Collected data entries
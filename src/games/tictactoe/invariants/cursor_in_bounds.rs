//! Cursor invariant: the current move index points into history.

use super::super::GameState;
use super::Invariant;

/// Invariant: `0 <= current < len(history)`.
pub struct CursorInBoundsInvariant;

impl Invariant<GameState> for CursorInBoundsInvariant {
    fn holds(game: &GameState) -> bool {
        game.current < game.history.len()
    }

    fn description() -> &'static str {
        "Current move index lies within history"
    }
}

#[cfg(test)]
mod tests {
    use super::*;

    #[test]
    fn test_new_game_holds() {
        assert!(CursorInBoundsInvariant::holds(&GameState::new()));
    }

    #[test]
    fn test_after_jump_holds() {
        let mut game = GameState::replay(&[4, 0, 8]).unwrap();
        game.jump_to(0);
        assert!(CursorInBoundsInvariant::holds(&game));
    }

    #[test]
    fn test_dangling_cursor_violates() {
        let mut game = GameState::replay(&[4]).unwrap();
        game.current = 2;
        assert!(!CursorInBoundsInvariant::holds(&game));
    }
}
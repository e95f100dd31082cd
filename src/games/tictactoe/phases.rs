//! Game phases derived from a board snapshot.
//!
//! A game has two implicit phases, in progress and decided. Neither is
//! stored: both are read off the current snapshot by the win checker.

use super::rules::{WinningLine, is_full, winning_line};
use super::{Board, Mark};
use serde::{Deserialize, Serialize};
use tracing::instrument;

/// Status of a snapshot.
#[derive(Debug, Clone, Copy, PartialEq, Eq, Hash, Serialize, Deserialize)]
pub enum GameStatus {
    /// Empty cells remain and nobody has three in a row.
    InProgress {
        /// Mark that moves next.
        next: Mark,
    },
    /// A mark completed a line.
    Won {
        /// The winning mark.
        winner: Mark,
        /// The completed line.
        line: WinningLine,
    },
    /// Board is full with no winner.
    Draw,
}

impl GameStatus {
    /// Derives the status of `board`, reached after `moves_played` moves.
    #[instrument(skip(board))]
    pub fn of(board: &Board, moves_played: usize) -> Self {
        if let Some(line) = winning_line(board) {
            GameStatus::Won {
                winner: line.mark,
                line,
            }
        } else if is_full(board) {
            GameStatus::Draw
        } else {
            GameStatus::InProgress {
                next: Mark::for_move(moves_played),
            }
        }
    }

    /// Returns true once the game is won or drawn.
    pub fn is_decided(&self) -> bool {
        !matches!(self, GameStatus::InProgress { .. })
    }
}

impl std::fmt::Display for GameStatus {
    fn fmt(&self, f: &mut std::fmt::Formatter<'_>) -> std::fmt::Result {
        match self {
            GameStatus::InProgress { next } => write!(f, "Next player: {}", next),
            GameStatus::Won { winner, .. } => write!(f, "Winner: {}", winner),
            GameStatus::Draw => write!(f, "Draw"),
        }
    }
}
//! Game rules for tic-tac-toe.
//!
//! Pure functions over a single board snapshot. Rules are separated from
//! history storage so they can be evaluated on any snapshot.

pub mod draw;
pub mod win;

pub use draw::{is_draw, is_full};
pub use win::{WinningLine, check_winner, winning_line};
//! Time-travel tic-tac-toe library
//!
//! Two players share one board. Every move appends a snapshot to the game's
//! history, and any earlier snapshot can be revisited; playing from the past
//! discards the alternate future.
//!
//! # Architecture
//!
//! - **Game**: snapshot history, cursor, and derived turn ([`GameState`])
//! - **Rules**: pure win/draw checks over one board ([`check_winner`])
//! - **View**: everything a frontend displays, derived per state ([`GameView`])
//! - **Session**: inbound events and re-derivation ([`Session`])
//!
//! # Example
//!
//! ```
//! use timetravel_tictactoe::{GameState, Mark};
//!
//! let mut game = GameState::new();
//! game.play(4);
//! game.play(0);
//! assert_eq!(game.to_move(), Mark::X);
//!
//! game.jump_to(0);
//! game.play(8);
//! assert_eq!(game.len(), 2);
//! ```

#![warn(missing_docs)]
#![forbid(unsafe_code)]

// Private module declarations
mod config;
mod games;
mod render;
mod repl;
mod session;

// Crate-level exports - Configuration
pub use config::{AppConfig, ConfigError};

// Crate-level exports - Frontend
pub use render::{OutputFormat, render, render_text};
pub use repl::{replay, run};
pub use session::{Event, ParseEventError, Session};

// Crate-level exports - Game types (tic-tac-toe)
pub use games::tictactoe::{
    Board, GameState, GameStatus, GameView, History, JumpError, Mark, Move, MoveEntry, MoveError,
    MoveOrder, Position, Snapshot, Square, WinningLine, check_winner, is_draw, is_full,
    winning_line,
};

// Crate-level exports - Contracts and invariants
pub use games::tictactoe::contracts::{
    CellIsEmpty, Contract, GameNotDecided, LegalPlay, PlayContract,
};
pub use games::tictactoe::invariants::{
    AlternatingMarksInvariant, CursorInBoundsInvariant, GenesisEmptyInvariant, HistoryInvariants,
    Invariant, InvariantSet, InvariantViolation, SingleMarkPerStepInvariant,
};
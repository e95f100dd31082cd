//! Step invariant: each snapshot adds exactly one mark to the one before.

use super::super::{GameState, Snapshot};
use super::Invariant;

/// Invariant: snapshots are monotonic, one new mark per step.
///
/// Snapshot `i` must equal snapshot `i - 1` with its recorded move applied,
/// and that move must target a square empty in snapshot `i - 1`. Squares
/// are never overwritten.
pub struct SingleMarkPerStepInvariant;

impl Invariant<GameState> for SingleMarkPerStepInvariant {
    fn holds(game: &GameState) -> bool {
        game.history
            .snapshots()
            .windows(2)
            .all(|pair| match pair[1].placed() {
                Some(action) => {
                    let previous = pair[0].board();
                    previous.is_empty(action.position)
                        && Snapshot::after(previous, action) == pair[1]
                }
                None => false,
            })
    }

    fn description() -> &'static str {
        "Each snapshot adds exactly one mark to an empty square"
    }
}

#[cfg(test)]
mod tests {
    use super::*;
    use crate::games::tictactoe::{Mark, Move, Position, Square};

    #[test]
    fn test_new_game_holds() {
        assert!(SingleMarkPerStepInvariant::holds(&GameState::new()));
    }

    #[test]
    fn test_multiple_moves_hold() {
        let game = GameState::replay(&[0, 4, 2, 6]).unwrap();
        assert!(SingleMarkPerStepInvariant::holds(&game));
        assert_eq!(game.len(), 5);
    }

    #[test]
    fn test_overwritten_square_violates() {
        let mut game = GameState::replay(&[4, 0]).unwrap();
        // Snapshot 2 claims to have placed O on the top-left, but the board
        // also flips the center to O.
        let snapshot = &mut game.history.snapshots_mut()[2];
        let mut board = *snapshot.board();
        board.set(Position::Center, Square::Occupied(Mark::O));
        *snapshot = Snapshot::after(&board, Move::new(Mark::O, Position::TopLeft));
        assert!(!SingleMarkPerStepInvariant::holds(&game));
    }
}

> **WHAT THE TASK ASKS**: Which lines of the records above hold the word "instrument"? Copy each of them.

> **RESULT**:
use tracing::instrument;
    #[instrument(skip(board))]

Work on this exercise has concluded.